=== Activity ===
Show each line of the records in which the word "preserved" occurs.

Record extracts Block Start

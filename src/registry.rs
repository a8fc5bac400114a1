//!
//! CRS registry
//!
//! Process wide mapping from authority codes (`EPSG:3857`) and named
//! aliases to parsed, shared projection definitions. The authority
//! part of a key is case insensitive, the code part is preserved.
//!
//! Seeded with the well known builtins: the WGS84 and NAD83 geographic
//! systems, Web Mercator and its legacy aliases, the UTM zones and
//! the polar UPS pair.
//!
use crate::errors::{Error, Result};
use crate::log::error;
use crate::proj::Proj;
use lazy_static::lazy_static;
use std::collections::HashMap;
use std::sync::{Arc, RwLock};

type Store = HashMap<String, Arc<Proj>>;

lazy_static! {
    static ref REGISTRY: RwLock<Store> = RwLock::new(builtins());
}

const EPSG_4326: &str = "+proj=longlat +datum=WGS84 +no_defs";
const EPSG_4269: &str = "+proj=longlat +datum=NAD83 +no_defs";
const EPSG_3857: &str = concat!(
    "+proj=merc +a=6378137 +b=6378137 +lat_ts=0 +lon_0=0 +x_0=0 +y_0=0 +k=1 ",
    "+units=m +nadgrids=@null +no_defs"
);
const EPSG_5041: &str = concat!(
    "+proj=stere +lat_0=90 +lat_ts=90 +lon_0=0 +k=0.994 +x_0=2000000 +y_0=2000000 ",
    "+datum=WGS84 +units=m +no_defs"
);
const EPSG_5042: &str = concat!(
    "+proj=stere +lat_0=-90 +lat_ts=-90 +lon_0=0 +k=0.994 +x_0=2000000 +y_0=2000000 ",
    "+datum=WGS84 +units=m +no_defs"
);

fn builtins() -> Store {
    let mut store = Store::new();

    let mut seed = |key: &str, defn: &str| match Proj::from_proj_string(defn) {
        Ok(proj) => {
            store.insert(normalize_key(key), Arc::new(proj));
        }
        Err(_err) => {
            error!("Invalid builtin definition for {}: {:?}", key, _err);
        }
    };

    seed("EPSG:4326", EPSG_4326);
    seed("EPSG:4269", EPSG_4269);
    seed("EPSG:3857", EPSG_3857);
    seed("EPSG:5041", EPSG_5041);
    seed("EPSG:5042", EPSG_5042);

    // UTM zones, north then south
    for zone in 1..=60 {
        seed(
            &format!("EPSG:326{zone:02}"),
            &format!("+proj=utm +zone={zone} +datum=WGS84 +units=m +no_defs"),
        );
        seed(
            &format!("EPSG:327{zone:02}"),
            &format!("+proj=utm +zone={zone} +south +datum=WGS84 +units=m +no_defs"),
        );
    }

    // Aliases
    let mut alias = |key: &str, target: &str| {
        if let Some(proj) = store.get(&normalize_key(target)).cloned() {
            store.insert(normalize_key(key), proj);
        }
    };

    alias("WGS84", "EPSG:4326");
    alias("EPSG:3785", "EPSG:3857");
    alias("EPSG:900913", "EPSG:3857");
    alias("EPSG:102113", "EPSG:3857");
    alias("GOOGLE", "EPSG:3857");

    store
}

/// Normalize a registry key: the authority part is case insensitive,
/// the code part is preserved. A bare name has no code part and is
/// fully case insensitive.
fn normalize_key(key: &str) -> String {
    match key.split_once(':') {
        Some((authority, code)) => {
            format!("{}:{}", authority.trim().to_ascii_uppercase(), code.trim())
        }
        None => key.trim().to_ascii_uppercase(),
    }
}

/// Look up a definition
pub fn get(key: &str) -> Option<Arc<Proj>> {
    let normalized = normalize_key(key);
    let found = REGISTRY.read().unwrap().get(&normalized).cloned();

    #[cfg(feature = "crs-definitions")]
    {
        if found.is_none() {
            return epsg_fallback(&normalized);
        }
    }

    found
}

// Resolve unknown EPSG codes through the embedded proj4 definitions
#[cfg(feature = "crs-definitions")]
fn epsg_fallback(normalized: &str) -> Option<Arc<Proj>> {
    let code = normalized.strip_prefix("EPSG:")?.parse::<u16>().ok()?;
    let defn = crs_definitions::from_code(code)?;
    let proj = Arc::new(Proj::from_proj_string(defn.proj4).ok()?);
    REGISTRY
        .write()
        .unwrap()
        .insert(normalized.to_string(), proj.clone());
    Some(proj)
}

/// Register a definition under a key
///
/// The definition may be any string accepted by
/// [`Proj::from_user_string`].
pub fn set(key: &str, defn: &str) -> Result<()> {
    let proj = Proj::from_user_string(defn)?;
    set_proj(key, proj);
    Ok(())
}

/// Register an already parsed definition under a key
pub fn set_proj(key: &str, proj: Proj) {
    REGISTRY
        .write()
        .unwrap()
        .insert(normalize_key(key), Arc::new(proj));
}

/// Check for a registered key
pub fn has(key: &str) -> bool {
    REGISTRY.read().unwrap().contains_key(&normalize_key(key))
}

/// Remove a registered key
pub fn remove(key: &str) -> bool {
    REGISTRY.write().unwrap().remove(&normalize_key(key)).is_some()
}

/// Register `key` as an alias of an existing entry
pub fn alias(key: &str, existing: &str) -> Result<()> {
    let proj = get(existing).ok_or_else(|| Error::CrsNotFound(existing.into()))?;
    REGISTRY.write().unwrap().insert(normalize_key(key), proj);
    Ok(())
}

/// Restore the registry to its builtin state
pub fn reset() {
    *REGISTRY.write().unwrap() = builtins();
}

#[cfg(test)]
mod tests {
    use super::*;

    #[test]
    fn registry_builtin_lookup() {
        let p = get("EPSG:4326").unwrap();
        assert!(p.is_latlong());

        // authority is case insensitive
        assert!(get("epsg:4326").is_some());
        assert!(get("ePsG:3857").is_some());

        // aliases
        assert!(get("GOOGLE").is_some());
        assert!(get("WGS84").unwrap().is_latlong());
        assert!(get("EPSG:900913").is_some());
    }

    #[test]
    fn registry_utm_seeds() {
        let p = get("EPSG:32632").unwrap();
        assert_eq!(p.projname(), "utm");
        approx::assert_abs_diff_eq!(p.lam0(), 9f64.to_radians(), epsilon = 1e-12);

        let p = get("EPSG:32733").unwrap();
        assert_eq!(p.y0(), 10_000_000.);
    }

    #[test]
    fn registry_ups_seeds() {
        let p = get("EPSG:5041").unwrap();
        assert_eq!(p.projname(), "stere");
        assert_eq!(p.x0(), 2_000_000.);
    }

    #[test]
    fn registry_set_get_remove() {
        assert!(!has("TEST:registry_roundtrip"));
        set(
            "TEST:registry_roundtrip",
            "+proj=merc +lon_0=110 +ellps=WGS84",
        )
        .unwrap();
        assert!(has("test:registry_roundtrip"));

        alias("TEST:registry_alias", "TEST:registry_roundtrip").unwrap();
        assert!(has("TEST:registry_alias"));

        assert!(remove("TEST:registry_roundtrip"));
        assert!(!has("TEST:registry_roundtrip"));
        // the alias still resolves
        assert!(has("TEST:registry_alias"));
        remove("TEST:registry_alias");
    }

    #[test]
    fn registry_code_is_case_sensitive() {
        set("TEST:CaseCode", "+proj=longlat +ellps=WGS84").unwrap();
        assert!(has("test:CaseCode"));
        assert!(!has("TEST:casecode"));
        remove("TEST:CaseCode");
    }

    #[test]
    fn registry_unknown() {
        assert!(get("EPSG:999999").is_none());
        assert!(matches!(
            crate::proj::Proj::from_user_string("EPSG:999999"),
            Err(Error::CrsNotFound(_))
        ));
    }
}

Record extracts Block End

=== Answer section ===
//! part of a key is case insensitive, the code part is preserved.
/// the code part is preserved. A bare name has no code part and is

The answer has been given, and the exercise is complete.